Samedi 21 juillet 2012

Interview de Gilles Munier (7 Jours  – Rennes – 21/7/12)

Deux livres du Rennais Gilles Munier viennent d’être republiés aux Editions Encre d’Orient : « Les Espions de l’or noir » et « Zabiba et le roi », un roman de Saddam Hussein dont l’acteur Sacha Baron Cohen s’est inspiré pour « Le dictateur », son dernier film burlesque. Gilles Munier qui s’est rendu l’an dernier en Libye et en Syrie, porte un regard critique sur les événements qui secouent les pays arabes et sur le jeu des Occidentaux.

7 Jours : Une guerre civile ensanglante la Syrie depuis 16 mois. Rien ne semble pouvoir y mettre un terme. En France, Laurent Fabius poursuit en la développant la politique interventionniste d’Alain Juppé dans ce pays. Fallait-il s’y attendre ?

Gilles Munier : Oui, car la Syrie est considérée par l’Otan comme faisant encore un peu partie du giron français. La marge de manœuvre de la France y est donc, pour des raisons historiques, plus grande qu’ailleurs où les Etats-Unis imposent leurs desideratas.
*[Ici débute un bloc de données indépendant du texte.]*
use crate::frame::GameFrame;
use crate::ingress::Ingress;
use futures_util::StreamExt;
use motion::state::{ControlState, LinkStatus};
use std::sync::Arc;
use std::time::Duration;
use thiserror::Error;
use tokio::sync::watch;
use tokio_tungstenite::connect_async;
use tokio_tungstenite::tungstenite::Message;
use tracing::{debug, info, warn};

/// Delay between reconnect attempts to the game.
pub const RETRY: Duration = Duration::from_secs(1);

#[derive(Debug, Error)]
pub enum FeedError {
    #[error("could not connect to game feed: {0}")]
    Connect(#[source] tokio_tungstenite::tungstenite::Error),
    #[error("game feed dropped: {0}")]
    Read(#[source] tokio_tungstenite::tungstenite::Error),
    #[error("game feed closed")]
    Closed,
    #[error("undecodable game frame: {0}")]
    Decode(#[from] serde_json::Error),
}

/// Keeps a websocket connection to the game mod open and feeds every frame
/// to the [`Ingress`]. Reconnects after [`RETRY`] until shutdown.
pub struct FeedListener {
    url: String,
    ingress: Ingress,
    state: Arc<ControlState>,
    status: watch::Sender<LinkStatus>,
    retry: Duration,
}

impl FeedListener {
    pub fn new(url: impl Into<String>, ingress: Ingress, state: Arc<ControlState>) -> Self {
        let (status, _) = watch::channel(LinkStatus::Waiting);
        Self {
            url: url.into(),
            ingress,
            state,
            status,
            retry: RETRY,
        }
    }

    pub fn with_retry(mut self, retry: Duration) -> Self {
        self.retry = retry;
        self
    }

    /// Publish connection state on `status` instead of a private channel.
    pub fn with_status(mut self, status: watch::Sender<LinkStatus>) -> Self {
        self.status = status;
        self
    }

    pub fn status(&self) -> watch::Receiver<LinkStatus> {
        self.status.subscribe()
    }

    pub async fn run(self) {
        while !self.state.is_shutting_down() {
            self.status.send_replace(LinkStatus::Connecting);
            let outcome = tokio::select! {
                r = self.session() => r,
                _ = self.state.shutdown_requested() => break,
            };
            self.ingress.disconnected();
            self.status.send_replace(LinkStatus::Retrying);
            match outcome {
                Err(FeedError::Closed) => info!(url = %self.url, "game feed closed"),
                Err(e) => warn!(url = %self.url, error = %e, "game feed unavailable"),
                Ok(()) => {}
            }
            tokio::select! {
                _ = tokio::time::sleep(self.retry) => {}
                _ = self.state.shutdown_requested() => break,
            }
        }
        self.ingress.disconnected();
        self.status.send_replace(LinkStatus::Stopped);
    }

    /// One connection: read frames until the socket closes.
    async fn session(&self) -> Result<(), FeedError> {
        let (socket, _) = connect_async(self.url.as_str())
            .await
            .map_err(FeedError::Connect)?;
        info!(url = %self.url, "connected to game feed");
        self.status.send_replace(LinkStatus::Connected { devices: 0 });

        let (_, mut read) = socket.split();
        while let Some(msg) = read.next().await {
            let msg = msg.map_err(FeedError::Read)?;
            match msg {
                Message::Text(text) => match GameFrame::parse(text.as_str()) {
                    Ok(frame) => self.ingress.apply(&frame),
                    Err(e) => debug!(error = %FeedError::Decode(e), "frame skipped"),
                },
                Message::Close(_) => break,
                _ => {}
            }
        }
        Err(FeedError::Closed)
    }
}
Il ne faut pas oublier que ce pays a longtemps été appelé la « France d’Orient », et pas seulement du temps des croisades. Le souvenir laissé par la France en Syrie après la 1ère Guerre mondiale n’est pas très glorieux. La IIIème République y réprimait violemment les nationalistes hostiles à l’occupation de leur pays décidée par la SDN, l’ONU de l’époque. Deux bombardements de Damas, en 1925 et 1926, firent respectivement 1500 et 5000 morts… La Syrie s’est retrouvée un temps partitionnée en entités confessionnelles et ethniques… ce qui risque d’advenir si la guerre civile actuelle dégénère.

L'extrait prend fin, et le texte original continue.